Her mother in her silent, repressed way realized that Magsie was not having the proper upbringing, but her own youth had been hard and dark, and it was perhaps the closest approach to joy that she ever knew when Magsie glowing under her wide summer hats, or radiant in new furs, rushed up to demand something preposterous and extravagant of her mother, and was not denied.
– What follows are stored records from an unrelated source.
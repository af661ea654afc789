/// Per-DEX listings and on-chain reserves: /api/pools/*
use axum::{
    extract::{Path, State},
    response::Response,
    routing::get,
    Router,
};
use serde::Serialize;
use serde_json::Value;
use std::sync::Arc;

use crate::{
    apis::aptos_indexer::FungibleAssetBalance,
    errors::PoolScoreError,
    logger::{self, LogTag},
    pools::{Dex, NormalizedPool},
    webserver::{state::AppState, utils::success_response},
};

pub fn routes() -> Router<Arc<AppState>> {
    Router::new()
        .route("/thala", get(thala))
        .route("/liquidswap", get(liquidswap))
        .route("/merkle", get(merkle))
        .route("/all", get(all))
        .route("/onchain/:address", get(onchain_reserves))
}

#[derive(Debug, Serialize)]
pub struct AllPoolsResponse {
    pub thala: Vec<NormalizedPool>,
    pub liquidswap: Vec<NormalizedPool>,
    pub merkle: Vec<Value>,
}

#[derive(Debug, Serialize)]
#[serde(rename_all = "camelCase")]
pub struct OnchainReservesResponse {
    pub pool_address: String,
    pub reserves: Vec<FungibleAssetBalance>,
}

async fn merkle_markets(state: &AppState) -> Result<Vec<Value>, PoolScoreError> {
    Ok(state
        .pools
        .fetch_dex(&Dex::Merkle)
        .await?
        .into_iter()
        .map(|r| r.attributes)
        .collect())
}

/// GET /api/pools/thala
async fn thala(State(state): State<Arc<AppState>>) -> Result<Response, PoolScoreError> {
    Ok(success_response(state.pools.normalized_for(&Dex::Thala).await?))
}

/// GET /api/pools/liquidswap
async fn liquidswap(State(state): State<Arc<AppState>>) -> Result<Response, PoolScoreError> {
    Ok(success_response(
        state.pools.normalized_for(&Dex::Liquidswap).await?,
    ))
}

/// GET /api/pools/merkle
async fn merkle(State(state): State<Arc<AppState>>) -> Result<Response, PoolScoreError> {
    Ok(success_response(merkle_markets(&state).await?))
}

/// GET /api/pools/all
async fn all(State(state): State<Arc<AppState>>) -> Result<Response, PoolScoreError> {
    let (thala, liquidswap, merkle) = tokio::try_join!(
        state.pools.normalized_for(&Dex::Thala),
        state.pools.normalized_for(&Dex::Liquidswap),
        merkle_markets(&state),
    )?;

    Ok(success_response(AllPoolsResponse {
        thala,
        liquidswap,
        merkle,
    }))
}

/// GET /api/pools/onchain/:address
async fn onchain_reserves(
    State(state): State<Arc<AppState>>,
    Path(address): Path<String>,
) -> Result<Response, PoolScoreError> {
    logger::debug(
        LogTag::Webserver,
        &format!("Fetching on-chain reserves for {}", address),
    );

    let reserves = state
        .apis
        .aptos_indexer
        .fetch_pool_reserves(&address)
        .await
        .map_err(PoolScoreError::network_error)?;

    Ok(success_response(OnchainReservesResponse {
        pool_address: address,
        reserves,
    }))
}
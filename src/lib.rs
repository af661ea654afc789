pub mod apis;
pub mod arguments;
pub mod config;
pub mod errors; // Structured error handling
pub mod logger;
pub mod pools; // Fetch, normalize, score and rank DEX pools
pub mod webserver;
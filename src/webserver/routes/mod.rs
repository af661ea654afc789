use axum::{response::Response, routing::get, Router};
use serde_json::json;
use std::sync::Arc;

use crate::webserver::{state::AppState, utils::success_response};

pub mod pools;
pub mod scores;
pub mod status;

pub fn create_router(state: Arc<AppState>) -> Router {
    Router::new()
        .route("/", get(root))
        .nest("/api", api_routes())
        .with_state(state)
}

fn api_routes() -> Router<Arc<AppState>> {
    Router::new()
        .merge(status::routes())
        .nest("/scores", scores::routes())
        .nest("/pools", pools::routes())
}

/// GET /
async fn root() -> Response {
    success_response(json!({ "status": "poolscore backend running" }))
}

#[cfg(test)]
pub(crate) mod test_support {
    use axum::{
        body::{to_bytes, Body},
        http::{Request, StatusCode},
        Router,
    };
    use serde_json::Value;
    use std::sync::Arc;
    use std::time::Duration;
    use tower::ServiceExt;

    use super::create_router;
    use crate::apis::ApiManager;
    use crate::config::{SourcesConfig, WebserverConfig};
    use crate::pools::{PoolService, PoolSource};
    use crate::webserver::state::AppState;

    pub fn test_router_with(sources: Vec<Arc<dyn PoolSource>>, config: &SourcesConfig) -> Router {
        let apis = ApiManager::from_config(config).unwrap();
        let pools = PoolService::new(sources, Duration::from_secs(5));
        let state = AppState::new(WebserverConfig::default(), Arc::new(apis), Arc::new(pools));
        create_router(Arc::new(state))
    }

    pub fn test_router(sources: Vec<Arc<dyn PoolSource>>) -> Router {
        test_router_with(sources, &SourcesConfig::default())
    }

    pub async fn get_json(router: Router, uri: &str) -> (StatusCode, Value) {
        let response = router
            .oneshot(Request::builder().uri(uri).body(Body::empty()).unwrap())
            .await
            .unwrap();
        let status = response.status();
        let body = to_bytes(response.into_body(), usize::MAX).await.unwrap();
        (status, serde_json::from_slice(&body).unwrap())
    }
}

#[cfg(test)]
mod tests {
    use super::test_support::{get_json, test_router};
    use axum::http::StatusCode;

    #[tokio::test]
    async fn test_root_status() {
        let (status, body) = get_json(test_router(Vec::new()), "/").await;
        assert_eq!(status, StatusCode::OK);
        assert_eq!(body["status"], "poolscore backend running");
    }
}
She was a stout, conceited sixteen-year-old when her mother died, so spoiled and so self-centred that old Lady Frothingham had been heard more than once to mutter that the young lady could get down from her high horse and make herself useful, or she could march. But that was six years ago. And now--this! Magsie had evidently decided to make herself useful, but she had managed to make herself beautiful and fascinating as well. She was in mourning now for the good-hearted old benefactress who had left her a nest-egg of some fifteen thousand dollars, and Rachael noticed with approval that it was correct mourning: simple, severe, Parisian. Nothing could have been more becoming to the exquisite bloom of the young face than the soft, clear folds of filmy veiling; under the small, close-set hat there showed a ripple of rich golden hair. The watching woman thought that she had never seen such self-possession; at twenty-two it was almost uncanny. The modulated, bored young voice, the lazily lifted, indifferent young eyes, the general air of requesting an appreciative world to be amusing and interesting, or to expect nothing of Miss Magsie Clay, these things caused Rachael a deep, hidden chuckle of amusement. Little Magsie had turned out to be something of a personality! Why, she was even employing a distinct and youthfully insolent air of keeping Warren by her side merely on sufferance--Warren, the cleverest and finest man in the room, who was more than twice her age!

"To think that she is younger than Charlotte!" Rachael ejaculated to herself, catching a glimpse of Charlotte, towed by her mother, uncomfortable, ignored, blinking through her glasses. And when she and Warren were in the car homeward bound, she spoke admiringly of Magsie. "Did you ever see any one so improved, Warren? Really, she's quite extraordinary!"

Warren smiled absently.

"She's a terribly spoiled little thing," he remarked. "She's out for a rich man, and she'll get him!"

"I suppose so," Rachael agreed, casting about among the men she knew for an appropriate partner for Miss Clay.

"Suppose so!" he echoed in good-humored scorn. "Don't you fool yourself, she'll get what she's after! There isn't a man alive that wouldn't fall for that particular type!"

"Warren, do you suppose so?" his wife asked in surprise.

"Well, watch and see!"

"Perhaps--" Rachael's interest wandered. "What time have you?" she asked.